1981年


『鏡の中のガラスの船』(講談社・講談社文庫)

 学生時代に書いた作品で、学生運動の嵐が吹き荒れる早稲田大学が舞台になっている。日比谷の野音でコンサートをやった時、ステージの上でぼくは突然思い出した。1970年の安保闘争のデモの時、高校生だったぼくは機動隊に追いかけられてこの野音のトイレに逃げ込んだのだ。MCでそのことを喋ると、けっこうウケたみたいだった。この小説は、一度ある出版社が本にしてくれるという話だったのだが、その出版社が経営危機に陥り仕方なく『群像』の新人賞に応募したら優秀作になった。ぼくは23歳だった。それから何本か小説を発表し、この年にようやく本になった。この本は初稿と雑誌発表時のものと、単行本と、ディテールが少しずつ違う。文庫本になる時に思い切って初稿、つまり最初に出来上がった時の状態に戻した。自分としては文庫本のヴァージョンが決定稿のつもりである。

『壜の中のメッセージ』(角川書店・角川文庫)

 ぼくの単行本デビュー作。今は幻冬舎の社長である見城徹氏が角川書店の若手編集者だった頃『野性時代』に連載してくれ、単行本にもしてくれた。この本が出来上がった時「君の小説はもっと味が濃くなるというか、嫉妬とか苦しみとか絶望とか、制度からこぼれ落ちていく人間の内面の深い部分を描けるようになるといいんだけど」と言われ、ぼくは「テーブルの上に紅茶のカップがあったとして、ロックはそのカップの光の当たった側しか見ないんだよ」と言い返した記憶がある。ぼくらは同じマンションの三階と四階に住んでいて、その頃角川書店の原稿は夜中に階段をのぼって渡しにいったものだ。朝の三時ぐらいにパジャマを着た彼がやってきて、「なんか食べるものないかな?」と言ったりするのはしょっちゅうで、ぼくも困ると金を借りにいったりした。
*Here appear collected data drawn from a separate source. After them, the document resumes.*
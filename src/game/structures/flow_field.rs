use bevy::prelude::*;
use fixedbitset::FixedBitSet;
use std::collections::VecDeque;

use crate::game::geometry::ColliderShape;

#[cfg(test)]
#[path = "flow_field_tests.rs"]
mod tests;

/// Cost of a blocked cell. Never entered by either pass.
pub const IMPASSABLE: u8 = u8::MAX;

/// Integration value of a cell the integration pass never reached.
pub const UNREACHED: u32 = u32::MAX;

/// Orthogonal steps used by the integration pass.
const ORTHOGONAL: [IVec2; 4] = [
    IVec2::new(0, -1),
    IVec2::new(-1, 0),
    IVec2::new(1, 0),
    IVec2::new(0, 1),
];

/// Steps used by the flow pass. Orthogonal first so ties favour straight moves.
const ALL_DIRECTIONS: [IVec2; 8] = [
    IVec2::new(0, -1),
    IVec2::new(-1, 0),
    IVec2::new(1, 0),
    IVec2::new(0, 1),
    IVec2::new(-1, -1),
    IVec2::new(1, -1),
    IVec2::new(-1, 1),
    IVec2::new(1, 1),
];

/// Square steering field centered on a moving origin (the pursued target).
///
/// Cells are addressed by signed coordinates in `-side_width..=side_width` on
/// both axes; cell `(0, 0)` is centered on the origin.
///
/// # Algorithm
///
/// 1. **Costs:** [`reset`](Self::reset), then [`block_cell`](Self::block_cell)
///    for scenery and [`add_crowding`](Self::add_crowding) for agents.
/// 2. **Integration:** 4-way FIFO relaxation from the center, where stepping
///    into a cell costs `1 + cost`.
/// 3. **Flow:** 8-way breadth-first walk from the center; each visited cell
///    points at its lowest-integration neighbour.
///
/// All buffers are allocated once in [`new`](Self::new) and reused every frame.
#[derive(Clone, Debug)]
pub struct FlowField {
    cell_size: f32,
    side_width: i32,
    origin: Vec2,
    costs: Vec<u8>,
    integration: Vec<u32>,
    flow: Vec<Vec2>,
    visited: FixedBitSet,
    queue: VecDeque<IVec2>,
}

impl FlowField {
    pub fn new(cell_size: f32, side_width: i32) -> Self {
        let cell_size = if cell_size > 0.0 { cell_size } else { 1.0 };
        let side_width = side_width.max(0);
        let side = (2 * side_width + 1) as usize;
        let len = side * side;

        Self {
            cell_size,
            side_width,
            origin: Vec2::ZERO,
            costs: vec![0; len],
            integration: vec![UNREACHED; len],
            flow: vec![Vec2::ZERO; len],
            visited: FixedBitSet::with_capacity(len),
            queue: VecDeque::with_capacity(len),
        }
    }

    pub fn cell_size(&self) -> f32 {
        self.cell_size
    }

    pub fn side_width(&self) -> i32 {
        self.side_width
    }

    /// Cells per row.
    pub fn side(&self) -> usize {
        (2 * self.side_width + 1) as usize
    }

    pub fn origin(&self) -> Vec2 {
        self.origin
    }

    pub fn in_bounds(&self, cell: IVec2) -> bool {
        cell.x.abs() <= self.side_width && cell.y.abs() <= self.side_width
    }

    /// Row-major index of an in-bounds cell.
    pub fn index_of(&self, cell: IVec2) -> Option<usize> {
        if !self.in_bounds(cell) {
            return None;
        }
        let w = self.side_width;
        Some(((cell.y + w) * (2 * w + 1) + cell.x + w) as usize)
    }

    /// Cell whose square contains `position`, if it lies inside the field.
    pub fn cell_at(&self, position: Vec2) -> Option<IVec2> {
        let local = (position - self.origin + Vec2::splat(self.cell_size * 0.5)) / self.cell_size;
        let cell = local.floor().as_ivec2();
        self.in_bounds(cell).then_some(cell)
    }

    pub fn cell_center(&self, cell: IVec2) -> Vec2 {
        self.origin + cell.as_vec2() * self.cell_size
    }

    pub fn cost(&self, cell: IVec2) -> Option<u8> {
        self.index_of(cell).map(|i| self.costs[i])
    }

    pub fn integration(&self, cell: IVec2) -> Option<u32> {
        self.index_of(cell).map(|i| self.integration[i])
    }

    pub fn flow(&self, cell: IVec2) -> Option<Vec2> {
        self.index_of(cell).map(|i| self.flow[i])
    }

    /// Steering direction at a world position, or `None` outside the field.
    /// Unit length, or zero at the center and at unreachable cells.
    pub fn direction_at(&self, position: Vec2) -> Option<Vec2> {
        self.cell_at(position).and_then(|cell| self.flow(cell))
    }

    pub fn is_blocked(&self, cell: IVec2) -> bool {
        self.cost(cell) == Some(IMPASSABLE)
    }

    // ========================================================================
    // Cost marking
    // ========================================================================

    /// Move the field and clear all costs.
    pub fn reset(&mut self, origin: Vec2) {
        self.origin = origin;
        self.costs.fill(0);
    }

    /// Mark a cell impassable. Returns false if it lies outside the field.
    pub fn block_cell(&mut self, cell: IVec2) -> bool {
        match self.index_of(cell) {
            Some(i) => {
                self.costs[i] = IMPASSABLE;
                true
            }
            None => false,
        }
    }

    /// Block every cell whose center lies inside `shape`, and always the cell
    /// containing the shape's own center.
    pub fn block_shape(&mut self, position: Vec2, shape: &ColliderShape) -> usize {
        let mut blocked = 0;
        if let Some(cell) = self.cell_at(position) {
            self.block_cell(cell);
            blocked += 1;
        }

        let extent = shape.extent();
        let min = ((position - extent - self.origin) / self.cell_size).floor().as_ivec2();
        let max = ((position + extent - self.origin) / self.cell_size).ceil().as_ivec2();
        let w = self.side_width;
        for y in min.y.max(-w)..=max.y.min(w) {
            for x in min.x.max(-w)..=max.x.min(w) {
                let cell = IVec2::new(x, y);
                if !self.is_blocked(cell) && shape.contains_point(position, self.cell_center(cell)) {
                    self.block_cell(cell);
                    blocked += 1;
                }
            }
        }
        blocked
    }

    /// Raise the cost of the cell at `position` by `weight`, stopping short of
    /// impassable. Blocked cells stay blocked.
    pub fn add_crowding(&mut self, position: Vec2, weight: u8) {
        let Some(i) = self.cell_at(position).and_then(|c| self.index_of(c)) else { return };
        let cost = self.costs[i];
        if cost != IMPASSABLE {
            self.costs[i] = cost.saturating_add(weight).min(IMPASSABLE - 1);
        }
    }

    // ========================================================================
    // Passes
    // ========================================================================

    /// Run the integration and flow passes over the current costs.
    pub fn regenerate(&mut self) {
        self.integrate();
        self.build_flow();
    }

    /// 4-way relaxation from the center cell.
    pub fn integrate(&mut self) {
        self.integration.fill(UNREACHED);
        let Some(center) = self.index_of(IVec2::ZERO) else { return };

        if self.costs[center] == IMPASSABLE {
            debug!("[FLOW] Center cell blocked at {:?}, treating it as open", self.origin);
            self.costs[center] = 0;
        }

        self.integration[center] = 0;
        self.queue.clear();
        self.queue.push_back(IVec2::ZERO);

        while let Some(cell) = self.queue.pop_front() {
            let Some(ci) = self.index_of(cell) else { continue };
            let current = self.integration[ci];

            for step in ORTHOGONAL {
                let next = cell + step;
                let Some(ni) = self.index_of(next) else { continue };
                let cost = self.costs[ni];
                if cost == IMPASSABLE {
                    continue;
                }

                let tentative = current.saturating_add(1 + cost as u32);
                if tentative < self.integration[ni] {
                    self.integration[ni] = tentative;
                    self.queue.push_back(next);
                }
            }
        }
    }

    /// 8-way walk from the center, pointing each reached cell at its cheapest
    /// neighbour. Cells the walk never reaches keep a zero vector.
    pub fn build_flow(&mut self) {
        self.flow.fill(Vec2::ZERO);
        self.visited.clear();
        self.queue.clear();

        let Some(center) = self.index_of(IVec2::ZERO) else { return };
        self.visited.insert(center);
        self.queue.push_back(IVec2::ZERO);

        while let Some(cell) = self.queue.pop_front() {
            let Some(ci) = self.index_of(cell) else { continue };

            if cell != IVec2::ZERO {
                self.flow[ci] = self.cheapest_step(cell).map_or(Vec2::ZERO, |step| step.as_vec2().normalize());
            }

            for step in ALL_DIRECTIONS {
                let next = cell + step;
                let Some(ni) = self.index_of(next) else { continue };
                if self.visited.contains(ni) || !self.walkable(cell, step) {
                    continue;
                }
                self.visited.insert(ni);
                self.queue.push_back(next);
            }
        }
    }

    /// First neighbour step (in `ALL_DIRECTIONS` order) with the strictly
    /// lowest integration value.
    fn cheapest_step(&self, cell: IVec2) -> Option<IVec2> {
        let mut best: Option<(u32, IVec2)> = None;
        for step in ALL_DIRECTIONS {
            if !self.walkable(cell, step) {
                continue;
            }
            let Some(value) = self.integration(cell + step) else { continue };
            if value == UNREACHED {
                continue;
            }
            if best.is_none_or(|(lowest, _)| value < lowest) {
                best = Some((value, step));
            }
        }
        best.map(|(_, step)| step)
    }

    /// Whether moving from `cell` by `step` stays on open cells. Diagonals are
    /// refused when either orthogonal corner is blocked.
    fn walkable(&self, cell: IVec2, step: IVec2) -> bool {
        let target = cell + step;
        if !self.in_bounds(target) || self.is_blocked(target) {
            return false;
        }
        if step.x != 0 && step.y != 0 {
            let side_a = cell + IVec2::new(step.x, 0);
            let side_b = cell + IVec2::new(0, step.y);
            if self.is_blocked(side_a) || self.is_blocked(side_b) {
                return false;
            }
        }
        true
    }
}

impl Default for FlowField {
    fn default() -> Self {
        Self::new(50.0, 10)
    }
}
あの頃は、とても活字にはできないような奇想天外な事件が次々に起こり、へとへとに疲れる夜もあったが、退屈だけはしなかった。二人でいっしょにマンションを出て、彼はスポーツクラブに、ぼくはバンドのリハーサルに出かける……そういう毎日だった。ぼくらは若かった。いつもジミー・クリフを聴いていた。きっと、あれは青春というものだったのだろうと思う。ところで、この本はDJをやっている主人公に自殺予告のメッセージが届くというストーリィだったものだから、それを真似して、似たような電話をかけてくる女の子が何人かいたのには困り果てたものだ。

『今日もロック・ステディ』(冬樹社・講談社文庫)

 この頃、ぼくは音楽雑誌にロック・ミュージックに関するエッセイというか、批評みたいなものを書いていて、それを一冊にまとめたものだ。ロックについての文章だが、ぼくの考え方のベースのようなものが示されており、今自分で読み返してみると参考になることが多い。1970年代をオン・タイムで経験してみたい人におすすめ。

『さよならの挨拶を』(中央公論社・集英社文庫)

 この小説は前編と後編に分かれており、前編を『群像』に、後編を当時中央公論社から出ていた『海』という文芸雑誌に発表した。原稿を書きすすめていき最後まできた時、主人公の少年がこの世界にお別れすることを決定づける最後の二行がどうしても書けず、ぶらりと外に出てパチンコを打ちにいった。パチンコを打っていると、涙がこぼれてきた。こんなことじゃいけないと自分を叱咤し、部屋に戻り最後のラインを書き記した。自分で言うのも何だが、パワーのある小説だ。だが、こんなものはもう二度と書けないだろうと思う。こんなものを書きつづけていたら、日常生活がメチャクチャになってしまう。ま、今だってメチャクチャなのかもしれないが、これ以上になると困る。読者の人達から、とりわけ男の読者の人達から、「主人公が最後に死ぬのはおかしい。彼はまだ生きているのだと思う」という内容の手紙をもらった。ぼくはそうした手紙のすべてを破り棄てた。だが、今では、彼らの意見のほうが正しかったのかなとも思う。この小説の主人公のイメージは『水晶の夜』へバトンタッチされた。